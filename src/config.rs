//! Runtime configuration for the audio stream and the game loop.

use crate::error::{Error, Result};
use std::time::Duration;

/// How much device buffering to request.
#[derive(Debug, Clone, Copy, PartialEq, Eq, Default, clap::ValueEnum)]
pub enum Latency {
    /// One render block of device buffering.
    Low,
    /// Two render blocks, which absorbs jitter from lock contention.
    #[default]
    High,
}

impl Latency {
    /// Device buffer size in frames for the given render block size.
    pub fn buffer_frames(&self, block_size: u32) -> u32 {
        match self {
            Latency::Low => block_size,
            Latency::High => block_size.saturating_mul(2),
        }
    }
}

/// Output stream settings.
#[derive(Debug, Clone, Copy, PartialEq, Eq)]
pub struct AudioConfig {
    /// Frames per render pass.
    pub block_size: u32,
    pub latency: Latency,
}

impl Default for AudioConfig {
    fn default() -> Self {
        Self {
            block_size: 2048,
            latency: Latency::High,
        }
    }
}

impl AudioConfig {
    pub fn validate(&self) -> Result<()> {
        if self.block_size == 0 {
            return Err(Error::InvalidConfig("block size must be at least 1 frame".into()));
        }
        Ok(())
    }
}

/// Game loop settings.
#[derive(Debug, Clone, Copy, PartialEq, Eq)]
pub struct GameConfig {
    /// Simulation ticks per second.
    pub tick_rate: u32,
    /// Streak that ends a round.
    pub win_streak: u32,
    /// Wait between a controller showing up and the intro jingle.
    pub startup_delay: Duration,
    /// How often to look for a controller while none is connected.
    pub device_poll_interval: Duration,
}

impl Default for GameConfig {
    fn default() -> Self {
        Self {
            tick_rate: 60,
            win_streak: 5,
            startup_delay: Duration::from_secs(2),
            device_poll_interval: Duration::from_millis(500),
        }
    }
}

impl GameConfig {
    /// Target duration of one simulation tick.
    pub fn tick_period(&self) -> Duration {
        Duration::from_secs(1) / self.tick_rate.max(1)
    }

    pub fn validate(&self) -> Result<()> {
        if self.tick_rate == 0 {
            return Err(Error::InvalidConfig("tick rate must be positive".into()));
        }
        if self.win_streak == 0 {
            return Err(Error::InvalidConfig("win streak must be positive".into()));
        }
        Ok(())
    }
}

#[cfg(test)]
mod tests {
    use super::*;

    #[test]
    fn test_defaults_match_reference_setup() {
        let audio = AudioConfig::default();
        assert_eq!(audio.block_size, 2048);
        assert_eq!(audio.latency, Latency::High);

        let game = GameConfig::default();
        assert_eq!(game.tick_rate, 60);
        assert_eq!(game.win_streak, 5);
    }

    #[test]
    fn test_latency_buffer_frames() {
        assert_eq!(Latency::Low.buffer_frames(2048), 2048);
        assert_eq!(Latency::High.buffer_frames(2048), 4096);
    }

    #[test]
    fn test_tick_period() {
        let game = GameConfig::default();
        assert_eq!(game.tick_period(), Duration::from_nanos(16_666_666));
    }

    #[test]
    fn test_validate_rejects_zero_values() {
        let audio = AudioConfig {
            block_size: 0,
            ..AudioConfig::default()
        };
        assert!(matches!(audio.validate(), Err(Error::InvalidConfig(_))));

        let game = GameConfig {
            tick_rate: 0,
            ..GameConfig::default()
        };
        assert!(game.validate().is_err());

        let game = GameConfig {
            win_streak: 0,
            ..GameConfig::default()
        };
        assert!(game.validate().is_err());
        assert!(GameConfig::default().validate().is_ok());
    }
}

......

◆ Exercise details ◆
Please set down the material above once more, word for word.

◆ Task output ◆
filename src/config.rs
//! Runtime configuration for the audio stream and the game loop.

use crate::error::{Error, Result};
use std::time::Duration;

/// How much device buffering to request.
#[derive(Debug, Clone, Copy, PartialEq, Eq, Default, clap::ValueEnum)]
pub enum Latency {
    /// One render block of device buffering.
    Low,
    /// Two render blocks, which absorbs jitter from lock contention.
    #[default]
    High,
}

impl Latency {
    /// Device buffer size in frames for the given render block size.
    pub fn buffer_frames(&self, block_size: u32) -> u32 {
        match self {
            Latency::Low => block_size,
            Latency::High => block_size.saturating_mul(2),
        }
    }
}

/// Output stream settings.
#[derive(Debug, Clone, Copy, PartialEq, Eq)]
pub struct AudioConfig {
    /// Frames per render pass.
    pub block_size: u32,
    pub latency: Latency,
}

impl Default for AudioConfig {
    fn default() -> Self {
        Self {
            block_size: 2048,
            latency: Latency::High,
        }
    }
}

impl AudioConfig {
    pub fn validate(&self) -> Result<()> {
        if self.block_size == 0 {
            return Err(Error::InvalidConfig("block size must be at least 1 frame".into()));
        }
        Ok(())
    }
}

/// Game loop settings.
#[derive(Debug, Clone, Copy, PartialEq, Eq)]
pub struct GameConfig {
    /// Simulation ticks per second.
    pub tick_rate: u32,
    /// Streak that ends a round.
    pub win_streak: u32,
    /// Wait between a controller showing up and the intro jingle.
    pub startup_delay: Duration,
    /// How often to look for a controller while none is connected.
    pub device_poll_interval: Duration,
}

impl Default for GameConfig {
    fn default() -> Self {
        Self {
            tick_rate: 60,
            win_streak: 5,
            startup_delay: Duration::from_secs(2),
            device_poll_interval: Duration::from_millis(500),
        }
    }
}

impl GameConfig {
    /// Target duration of one simulation tick.
    pub fn tick_period(&self) -> Duration {
        Duration::from_secs(1) / self.tick_rate.max(1)
    }

    pub fn validate(&self) -> Result<()> {
        if self.tick_rate == 0 {
            return Err(Error::InvalidConfig("tick rate must be positive".into()));
        }
        if self.win_streak == 0 {
            return Err(Error::InvalidConfig("win streak must be positive".into()));
        }
        Ok(())
    }
}

#[cfg(test)]
mod tests {
    use super::*;

    #[test]
    fn test_defaults_match_reference_setup() {
        let audio = AudioConfig::default();
        assert_eq!(audio.block_size, 2048);
        assert_eq!(audio.latency, Latency::High);

        let game = GameConfig::default();
        assert_eq!(game.tick_rate, 60);
        assert_eq!(game.win_streak, 5);
    }

    #[test]
    fn test_latency_buffer_frames() {
        assert_eq!(Latency::Low.buffer_frames(2048), 2048);
        assert_eq!(Latency::High.buffer_frames(2048), 4096);
    }

    #[test]
    fn test_tick_period() {
        let game = GameConfig::default();
        assert_eq!(game.tick_period(), Duration::from_nanos(16_666_666));
    }

    #[test]
    fn test_validate_rejects_zero_values() {
        let audio = AudioConfig {
            block_size: 0,
            ..AudioConfig::default()
        };
        assert!(matches!(audio.validate(), Err(Error::InvalidConfig(_))));

        let game = GameConfig {
            tick_rate: 0,
            ..GameConfig::default()
        };
        assert!(game.validate().is_err());

        let game = GameConfig {
            win_streak: 0,
            ..GameConfig::default()
        };
        assert!(game.validate().is_err());
        assert!(GameConfig::default().validate().is_ok());
    }
}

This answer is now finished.